# But I don't want to hold my baby while she naps.



## lilyka (Nov 20, 2001)

I have another non-napping baby! I am so bummed. My first was such a great sleeper and was always well rested and happy and so was I. My second one would not sleep unless I was touching her or holding her. She spent the first year of life cranky and tired because she would never sleep. So along comes #3 and i swore I would help her have better sleep habits but alas she wakes up every time I put her down. I would love it if I could sit around all day in a rocking chair and hold her while she got the rest she needed but that just isn't possible. And really I have better things to do and go crazy if I don't get a break from physical contact for a good chuck of time (about an hour) several times a day. I want her to be able to sleep as much as she needs with out being dependant on me holding her because I just can't hold her all the time. Is there anyway to change a baby who wnats to be help all the time. I have been putting her down awake or at least once she is alseep as much as possible but to no avail. Occaisionally she will stay alseep but no more than 10 or 15 minutes.

how do I get her to sleep better? I know she needs more, longer stretches of sleep to be happy. She is seven weeks old. Jow often and how long should a baby sleep at that age? Every time i see sleep recomendations in books the give a lump some (and I know dd isn't getting anywhere close to that amount). If she hasn't had enough awake time to make sleeping restful should I wake her up. I am beginning to feel like I am short changing my kids because they just aren't getting enough sleep.

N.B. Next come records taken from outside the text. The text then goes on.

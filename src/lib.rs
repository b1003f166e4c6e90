//! Typecasting of PostgreSQL text-format column values.
//!
//! # Features
//!
//! - **One call shape**: every cast implements [`Cast`], so a value can be cast
//!   knowing only its type OID
//! - **Dispatch table**: [`CastTable`] maps OIDs to casts, built once from [`CastOpts`]
//! - **Hand-rolled temporal parsers**: dates, times and intervals are parsed in a
//!   single pass with no parsing library
//! - **Pluggable temporal types**: native types, `chrono` (`with-chrono`) or `time` (`with-time`)
//! - **Fixed-point NUMERIC** with `rust_decimal` (`with-rust-decimal`), float otherwise
//!
//! # Example
//!
//! ```
//! use zero_postgres_cast::{oid, CastOpts, CastTable, RawField, Value};
//!
//! fn main() -> zero_postgres_cast::Result<()> {
//!     let opts = CastOpts::try_from("postgres://localhost/mydb?client_encoding=UTF8")?;
//!     let table = CastTable::new(&opts);
//!     let ctx = opts.context();
//!
//!     let value = table.cast(oid::INT4, RawField::new(b"42"), &ctx)?;
//!     assert_eq!(value, Value::Integer(42));
//!
//!     let interval = table.cast(oid::INTERVAL, RawField::new(b"1 day 01:00:00"), &ctx)?;
//!     assert_eq!(interval.as_interval().map(|i| i.days), Some(1));
//!     Ok(())
//! }
//! ```

pub mod cast;
pub mod context;
pub mod error;
pub mod field;
pub mod oid;
pub mod opts;
pub mod table;
pub mod temporal;
pub mod value;

pub use cast::{Cast, DecimalSupport};
pub use context::{CastContext, ClientEncoding, DecodeErrors};
pub use error::{Error, Result};
pub use field::RawField;
pub use oid::Oid;
pub use opts::{CastOpts, DecimalMode, TemporalBackend, TextModel};
pub use table::{CastRef, CastTable, CastTableBuilder};
pub use value::{Date, DateTime, Interval, TimeOfDay, Value};

#[cfg(feature = "with-chrono")]
pub use temporal::ChronoValue;
#[cfg(feature = "with-time")]
pub use temporal::TimeValue;
//! Casts from PostgreSQL text-format values to [`Value`]s.
//!
//! Every cast implements [`Cast`], so a caller holding only a type OID can
//! look the cast up in a [`CastTable`](crate::CastTable) and invoke it without
//! knowing what shape of value will come out.

mod bytes;
mod decimal;
mod primitives;
mod string;

pub use bytes::BinaryCast;
pub use decimal::{DecimalCast, DecimalSupport};
pub use primitives::{BooleanCast, FloatCast, IntegerCast, LongIntegerCast};
pub use string::{BytesCast, UnicodeCast};

use std::fmt;

use crate::context::CastContext;
use crate::error::{Error, Result};
use crate::field::RawField;
use crate::value::Value;

/// Converts one text-format column value into a [`Value`].
///
/// Implementations are stateless apart from options fixed at construction, so
/// one instance can serve any number of threads at once.
pub trait Cast: fmt::Debug + Send + Sync {
    /// Name of the cast (`INTEGER`, `STRING`, ...).
    fn name(&self) -> &'static str;

    /// Cast a field.
    ///
    /// NULL is handled here and never reaches [`Cast::cast_text`], so the
    /// context is not consulted for it.
    fn cast(&self, field: RawField<'_>, ctx: &CastContext) -> Result<Value> {
        match field.bytes() {
            None => Ok(Value::Null),
            Some(bytes) => self.cast_text(bytes, ctx),
        }
    }

    /// Cast a non-null value.
    fn cast_text(&self, bytes: &[u8], ctx: &CastContext) -> Result<Value>;
}

/// View a numeric literal as `&str`, without the surrounding whitespace.
fn number_str<'a>(kind: &str, bytes: &'a [u8]) -> Result<&'a str> {
    let s = simdutf8::basic::from_utf8(bytes)
        .map_err(|_| Error::parse(kind, bytes, "invalid UTF-8"))?;
    let s = s.trim_ascii();
    if s.is_empty() {
        return Err(Error::parse(kind, bytes, "empty literal"));
    }
    Ok(s)
}
//! Time crate backend (Date, PrimitiveDateTime, Time, Duration).

use time::{Duration, Month, PrimitiveDateTime};

use crate::error::Result;
use crate::value::{DateTime, Interval, TimeOfDay, Value};

use super::{seconds_to_micros, split_seconds, unrepresentable};

/// Temporal value in `time` crate types.
#[derive(Debug, Clone, Copy, PartialEq, Eq)]
pub enum TimeValue {
    /// DATE, or a timestamp literal without a time part
    Date(time::Date),
    DateTime(PrimitiveDateTime),
    Time(time::Time),
    /// INTERVAL with years and months folded into days
    Interval(Duration),
}

/// `infinity` and `-infinity` saturate to `Date::MAX` and `Date::MIN`.
pub(super) fn date_time_value(dt: DateTime) -> Result<Value> {
    if dt == DateTime::MAX {
        return Ok(Value::Time(TimeValue::Date(time::Date::MAX)));
    }
    if dt == DateTime::MIN {
        return Ok(Value::Time(TimeValue::Date(time::Date::MIN)));
    }

    let date = Month::try_from(dt.date.month)
        .and_then(|month| time::Date::from_calendar_date(dt.date.year, month, dt.date.day))
        .map_err(|_| unrepresentable("date", dt.date))?;

    Ok(Value::Time(match dt.time {
        None => TimeValue::Date(date),
        Some(t) => TimeValue::DateTime(PrimitiveDateTime::new(date, wall_time(t)?)),
    }))
}

pub(super) fn time_value(t: TimeOfDay) -> Result<Value> {
    wall_time(t).map(|t| Value::Time(TimeValue::Time(t)))
}

pub(super) fn interval_value(interval: Interval) -> Result<Value> {
    let days = interval.days.checked_mul(86_400).map(Duration::seconds);
    let micros = seconds_to_micros(interval.seconds).map(Duration::microseconds);
    days.zip(micros)
        .and_then(|(days, micros)| days.checked_add(micros))
        .map(|duration| Value::Time(TimeValue::Interval(duration)))
        .ok_or_else(|| unrepresentable("interval", interval))
}

fn wall_time(t: TimeOfDay) -> Result<time::Time> {
    let (secs, nanos) = split_seconds(t.second);
    u8::try_from(secs)
        .ok()
        .and_then(|secs| time::Time::from_hms_nano(t.hour, t.minute, secs, nanos).ok())
        .ok_or_else(|| unrepresentable("time", t))
}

I also remember the resentment I felt towards my second one for not ever sleeping (by four months she would go all day wothout a nap) and don't want to feel that way again.


----------



## RileysMom (Nov 30, 2001)

have you tried using a sling with her? She could just sleep in the sling and you could do things you need to....

just a thought....


----------



## mamaduck (Mar 6, 2002)

A sling is a great idea.

Another idea is a stroller in the house -- you can push it back and forth when she stirs. Then leave it still when she is quiet so she can gradually adjust to laying still.

I can understand how as a mom of three you like to have some time with your hands free. Do you have a mechanical swing? Does she like it?


----------



## ekblad9 (Nov 21, 2001)

My current favorites are the sling and the baby trekker. I have a vibrating bouncey and I use that when I'm cooking (too hot to have baby in sling) or when I shower. He rarely sleeps in it but it does give me a chance to do something quick. As soon as I put him in the Maya Wrap he passes out. I can then do things like put laundry away, wash dishes, come to MDC







, and read to the kids or play a game with them. I can't really clean the bathrooms or anything like that but that's OK. I do that when dh is home and has him in the Baby Trekker.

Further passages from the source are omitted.